Supplied records START
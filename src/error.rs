use std::path::PathBuf;
use thiserror::Error;

/// Run-level failures. Per-record validation problems are data and never end up here.
#[derive(Debug, Error)]
pub enum TriageError {
    /// Input table does not exist; the run aborts before any output is written.
    #[error("Missing input file: {}", .0.display())]
    MissingInput(PathBuf),

    #[error("Could not read input: {0}")]
    Input(String),

    #[error("Invalid keyword table: {0}")]
    Keywords(String),

    #[error("Could not write report: {0}")]
    Report(String),

    #[error(transparent)]
    Io(#[from] std::io::Error),
}

pub type Result<T> = std::result::Result<T, TriageError>;
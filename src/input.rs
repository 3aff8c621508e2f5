//! Loading the request table from disk. CSV by default, spreadsheets via calamine.

use calamine::{open_workbook_auto, Data, DataType, Reader};
use std::path::Path;

use crate::error::{Result, TriageError};
use crate::types::{RequestRecord, RequestTable};

const SPREADSHEET_EXTENSIONS: &[&str] = &["xlsx", "xlsm", "xls", "ods"];

/// Read the whole table into memory. A missing file is the one fatal condition.
pub fn load_requests(path: &Path) -> Result<RequestTable> {
    if !path.exists() {
        return Err(TriageError::MissingInput(path.to_path_buf()));
    }
    let table = if is_spreadsheet(path) {
        read_spreadsheet(path)?
    } else {
        read_csv(path)?
    };
    tracing::debug!(
        path = %path.display(),
        columns = table.headers.len(),
        rows = table.records.len(),
        "loaded request table"
    );
    Ok(table)
}

fn is_spreadsheet(path: &Path) -> bool {
    path.extension()
        .and_then(|e| e.to_str())
        .map(|e| SPREADSHEET_EXTENSIONS.contains(&e.to_ascii_lowercase().as_str()))
        .unwrap_or(false)
}

/// Repeated header names get a `.1`, `.2`, ... suffix so every column stays addressable.
fn dedupe_headers(headers: Vec<String>) -> Vec<String> {
    let mut out: Vec<String> = Vec::with_capacity(headers.len());
    for name in headers {
        let mut candidate = name.clone();
        let mut n = 1;
        while out.contains(&candidate) {
            candidate = format!("{}.{}", name, n);
            n += 1;
        }
        out.push(candidate);
    }
    out
}

fn read_csv(path: &Path) -> Result<RequestTable> {
    let reader = csv::ReaderBuilder::new()
        .has_headers(true)
        .flexible(true)
        .from_path(path)
        .map_err(|e| TriageError::Input(format!("Could not open CSV file: {}", e)))?;
    read_csv_from(reader)
}

/// Cells that are not valid UTF-8 are decoded lossily instead of failing the batch.
fn read_csv_from<R: std::io::Read>(mut reader: csv::Reader<R>) -> Result<RequestTable> {
    let headers: Vec<String> = reader
        .byte_headers()
        .map_err(|e| TriageError::Input(format!("Could not read header row: {}", e)))?
        .iter()
        .map(|h| String::from_utf8_lossy(h).trim().to_string())
        .collect();
    let headers = dedupe_headers(headers);

    let mut records = Vec::new();
    for (i, row) in reader.byte_records().enumerate() {
        // +2: 1-based, plus the header line
        let row = row.map_err(|e| TriageError::Input(format!("Row {}: {}", i + 2, e)))?;
        if row.iter().any(|c| std::str::from_utf8(c).is_err()) {
            tracing::warn!(row = i + 2, "row is not valid UTF-8, decoding lossily");
        }
        let cells = row
            .iter()
            .map(|c| Some(String::from_utf8_lossy(c).into_owned()))
            .collect();
        records.push(RequestRecord::from_cells(&headers, cells));
    }
    Ok(RequestTable { headers, records })
}

/// Text of a spreadsheet cell; `None` for an empty cell.
/// Dates use the same `%Y-%m-%d %H:%M:%S` layout as the run log.
fn cell_text(cell: &Data) -> Option<String> {
    match cell {
        Data::Empty => None,
        Data::String(s) => Some(s.clone()),
        Data::Int(_) | Data::Float(_) => cell.as_string(),
        Data::DateTime(_) => Some(
            cell.as_datetime()
                .map(|dt| dt.format("%Y-%m-%d %H:%M:%S").to_string())
                .unwrap_or_else(|| cell.to_string()),
        ),
        other => Some(other.to_string()),
    }
}

/// First worksheet, first row as header. Empty cells are null.
fn read_spreadsheet(path: &Path) -> Result<RequestTable> {
    let mut workbook = open_workbook_auto(path)
        .map_err(|e| TriageError::Input(format!("Could not open Excel file: {}", e)))?;
    let sheet_name = workbook
        .sheet_names()
        .first()
        .cloned()
        .ok_or_else(|| TriageError::Input("Workbook has no sheets.".to_string()))?;
    let range = workbook
        .worksheet_range(&sheet_name)
        .map_err(|e| TriageError::Input(format!("Sheet not found: {}", e)))?;

    let mut rows = range.rows();
    let headers: Vec<String> = rows
        .next()
        .map(|row| {
            row.iter()
                .map(|c| cell_text(c).unwrap_or_default().trim().to_string())
                .collect()
        })
        .unwrap_or_default();
    // Trailing blank header cells are formatting leftovers, not columns.
    let mut width = headers.len();
    while width > 0 && headers[width - 1].is_empty() {
        width -= 1;
    }
    let headers = dedupe_headers(headers.into_iter().take(width).collect());

    let records = rows
        .filter(|row| row.iter().any(|c| !c.is_empty()))
        .map(|row| {
            let cells = row.iter().take(width).map(cell_text).collect();
            RequestRecord::from_cells(&headers, cells)
        })
        .collect();
    Ok(RequestTable { headers, records })
}
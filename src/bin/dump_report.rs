//! Print every sheet of a report workbook, one tab-separated line per row.
//!
//! Usage: `dump_report [path]` (defaults to the configured report path).

use calamine::{open_workbook_auto, DataType, Reader};
use request_triage_lib::settings::Settings;
use std::path::{Path, PathBuf};

fn main() {
    let path = std::env::args()
        .nth(1)
        .map(PathBuf::from)
        .unwrap_or_else(|| Settings::from_env().report_path());

    if let Err(e) = dump(&path) {
        eprintln!("Error: {}", e);
        std::process::exit(1);
    }
}

fn dump(path: &Path) -> Result<(), String> {
    if !path.exists() {
        return Err(format!("File not found: {}", path.display()));
    }
    let mut workbook = open_workbook_auto(path).map_err(|e| format!("Could not open Excel file: {}", e))?;
    for name in workbook.sheet_names().to_vec() {
        let range = workbook
            .worksheet_range(&name)
            .map_err(|e| format!("Sheet not found: {}", e))?;
        println!("== {} ({} rows)", name, range.height());
        for row in range.rows() {
            let cells: Vec<String> = row.iter().map(|c| c.as_string().unwrap_or_default()).collect();
            println!("{}", cells.join("\t"));
        }
    }
    Ok(())
}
Supplied records END
--- Exercise goal ---
Provide the number of lines holding the word "candidate" within the material, without any other text.

--- Reply to the task ---
4